Artigo de Laura Zhou (28/04/2018), no jornal South China Morning Post (SCMP), mostra que o encontro em Wuhan serviu para que Xi Jinping e Narendra Modi iniciassem um trabalho conjunto para melhorar a comunicação militar para evitar a repetição de conflitos ao longo de uma fronteira compartilhada de cerca de 3.500 quilômetros. O presidente chinês e o primeiro-ministro indiano enfatizaram que as duas nações devem trabalhar para aprofundar a confiança mútua e defender uma economia global aberta, apoiando um sistema comercial multilateral – uma crítica velada às ações comerciais protecionistas do presidente dos EUA, Donald Trump. O artigo cita a agência estatal Xinhua sobre os desdobramentos da reunião. “No próximo passo, os dois países devem fazer um plano abrangente de cooperação e melhorar ainda mais a comunicação estratégica para permitir a negociação oportuna sobre as grandes questões globais.”

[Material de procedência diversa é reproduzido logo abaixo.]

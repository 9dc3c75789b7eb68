//! Responses of the populator service.
//!
//! When neither the independent nor the hosted location has a record, the
//! populator can be asked to create one. It answers with a status object
//! telling the client where and when to look again, an error object, or
//! the record itself:
//!
//! ```text
//! _n=1;@status=(code=1;description=Record will be available shortly)
//! _n=1;@error=(code=101;description=Domain not found)
//! ```
//!
//! Depending on the protocol version the objects are spelled
//! `status_(…)`, `status_=(…)`, `@status=(…)`, or `@status(…)`, and the
//! same for errors.

use crate::error::Error;
use std::ops::RangeInclusive;

//------------ Constants -----------------------------------------------------

/// Check the independent location again later.
pub const STATUS_CHECK_LATER: u32 = 1;

/// The record is now available at the independent location.
pub const STATUS_AT_INDEPENDENT: u32 = 2;

/// The record is now available at the hosted location.
pub const STATUS_AT_HOSTED: u32 = 3;

/// The populator returned the record itself.
pub const VALID_RECORD: u32 = 999;

/// The populator is busy, ask it again later.
pub const ERROR_RETRY: u32 = 100;

/// The range of error codes a populator may send.
const ERROR_CODES: RangeInclusive<u32> = 100..=104;

/// The names of the two kinds of objects.
const STATUS: &str = "status";
const ERROR: &str = "error";

//------------ PopulatorResponse ---------------------------------------------

/// A parsed populator response.
#[derive(Clone, Debug, Eq, PartialEq)]
pub enum PopulatorResponse {
    /// A status object.
    Status {
        /// The status code.
        code: u32,

        /// The human readable description.
        description: String,
    },

    /// An error object.
    Error {
        /// The error code.
        code: u32,

        /// The human readable description.
        description: String,
    },

    /// Anything else is the record itself.
    Record(String),
}

impl PopulatorResponse {
    /// Parses the text of a populator response.
    ///
    /// An object without a numeric code is an invalid response.
    pub fn parse(text: &str) -> Result<Self, Error> {
        let found = [STATUS, ERROR]
            .into_iter()
            .filter_map(|kind| find_object(text, kind).map(|obj| (kind, obj)))
            .min_by_key(|(_, (pos, _))| *pos);
        let (kind, (_, body)) = match found {
            Some(found) => found,
            None => return Ok(PopulatorResponse::Record(text.into())),
        };

        let mut code = None;
        let mut description = String::new();
        for item in body.split(';') {
            match item.split_once('=') {
                Some((key, value)) if key.trim() == "code" => {
                    code = value.trim().parse::<u32>().ok();
                }
                Some((key, value)) if key.trim() == "description" => {
                    description = value.trim().into();
                }
                _ => {}
            }
        }
        let code = code.ok_or(Error::InvalidPopulatorResponse(0))?;
        Ok(if kind == STATUS {
            PopulatorResponse::Status { code, description }
        } else {
            PopulatorResponse::Error { code, description }
        })
    }

    /// Returns the code of the response.
    ///
    /// A record has the code [VALID_RECORD].
    pub fn code(&self) -> u32 {
        match *self {
            PopulatorResponse::Status { code, .. } => code,
            PopulatorResponse::Error { code, .. } => code,
            PopulatorResponse::Record(_) => VALID_RECORD,
        }
    }

    /// Returns whether this is a status or error object.
    pub fn is_object(&self) -> bool {
        !matches!(self, PopulatorResponse::Record(_))
    }

    /// Checks that the code is one the protocol defines.
    pub fn check(self) -> Result<Self, Error> {
        let valid = match self {
            PopulatorResponse::Status { code, .. } => matches!(
                code,
                STATUS_CHECK_LATER
                    | STATUS_AT_INDEPENDENT
                    | STATUS_AT_HOSTED
                    | VALID_RECORD
            ),
            PopulatorResponse::Error { code, .. } => {
                ERROR_CODES.contains(&code)
            }
            PopulatorResponse::Record(_) => true,
        };
        if valid {
            Ok(self)
        } else {
            Err(Error::InvalidPopulatorResponse(self.code()))
        }
    }
}

/// Finds the first object of the given kind.
///
/// Returns the position of the object and the text between its
/// parentheses.
fn find_object<'a>(text: &'a str, kind: &str) -> Option<(usize, &'a str)> {
    let openers = [
        format!("{kind}_("),
        format!("{kind}_=("),
        format!("@{kind}=("),
        format!("@{kind}("),
    ];
    let (pos, opener) = openers
        .iter()
        .filter_map(|opener| {
            text.find(opener.as_str()).map(|pos| (pos, opener))
        })
        .min_by_key(|(pos, _)| *pos)?;
    let body = &text[pos + opener.len()..];
    Some((pos, &body[..closing_paren(body).unwrap_or(body.len())]))
}

/// Returns the position of the parenthesis closing an object body.
///
/// Parentheses inside the body, e.g., in a description, must be balanced.
fn closing_paren(body: &str) -> Option<usize> {
    let mut depth = 0usize;
    for (pos, ch) in body.char_indices() {
        match ch {
            '(' => depth += 1,
            ')' if depth == 0 => return Some(pos),
            ')' => depth -= 1,
            _ => {}
        }
    }
    None
}

//============ Tests =========================================================

#[cfg(test)]
mod test {
    use super::*;
    use rstest::rstest;

    #[rstest]
    #[case("_n=1;status_(code=1;description=Wait)")]
    #[case("_n=1;status_=(code=1;description=Wait)")]
    #[case("_n=1;@status=(code=1;description=Wait)")]
    #[case("_n=1;@status(code=1;description=Wait)")]
    fn status_framings(#[case] text: &str) {
        assert_eq!(
            PopulatorResponse::parse(text).unwrap(),
            PopulatorResponse::Status {
                code: 1,
                description: "Wait".into()
            }
        );
    }

    #[test]
    fn errors() {
        let res = PopulatorResponse::parse(
            "_n=1;@error=(code=101;description=Domain not found)",
        )
        .unwrap();
        assert_eq!(
            res,
            PopulatorResponse::Error {
                code: 101,
                description: "Domain not found".into()
            }
        );
        assert!(res.is_object());
        assert_eq!(res.clone().check().unwrap(), res);
    }

    #[test]
    fn description_with_parentheses() {
        let res = PopulatorResponse::parse(
            "_n=1;@error=(code=104;description=Failed (try again later))",
        )
        .unwrap();
        assert_eq!(
            res,
            PopulatorResponse::Error {
                code: 104,
                description: "Failed (try again later)".into()
            }
        );
        assert_eq!(closing_paren("a(b)c)d"), Some(5));
        assert_eq!(closing_paren("a(b"), None);
    }

    #[test]
    fn records() {
        let res = PopulatorResponse::parse("_n=1;o(n=Example)").unwrap();
        assert_eq!(res.code(), VALID_RECORD);
        assert!(!res.is_object());
    }

    #[test]
    fn invalid() {
        assert!(matches!(
            PopulatorResponse::parse("_n=1;@status=(description=x)"),
            Err(Error::InvalidPopulatorResponse(0))
        ));
        assert!(matches!(
            PopulatorResponse::parse("_n=1;@status=(code=7)")
                .unwrap()
                .check(),
            Err(Error::InvalidPopulatorResponse(7))
        ));
        assert!(matches!(
            PopulatorResponse::parse("_n=1;@error=(code=200)")
                .unwrap()
                .check(),
            Err(Error::InvalidPopulatorResponse(200))
        ));
    }
}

Ou seja, a reunião reforçou a ideia de que a China e a Índia devem ser “bons vizinhos e bons amigos”. Que os dois países são o motor do crescimento econômico e devem investir mais na cooperação bilateral. China e Índia já fazem parte do grupo BRICS. Mas um relacionamento bilateral mais estreito é uma novidade. Além disto, a união da China e da Índia com a Rússia (RIC) pode formar um triângulo estratégico que aceleraria o fim da hegemonia Ocidental e o início da hegemonia do Oriente.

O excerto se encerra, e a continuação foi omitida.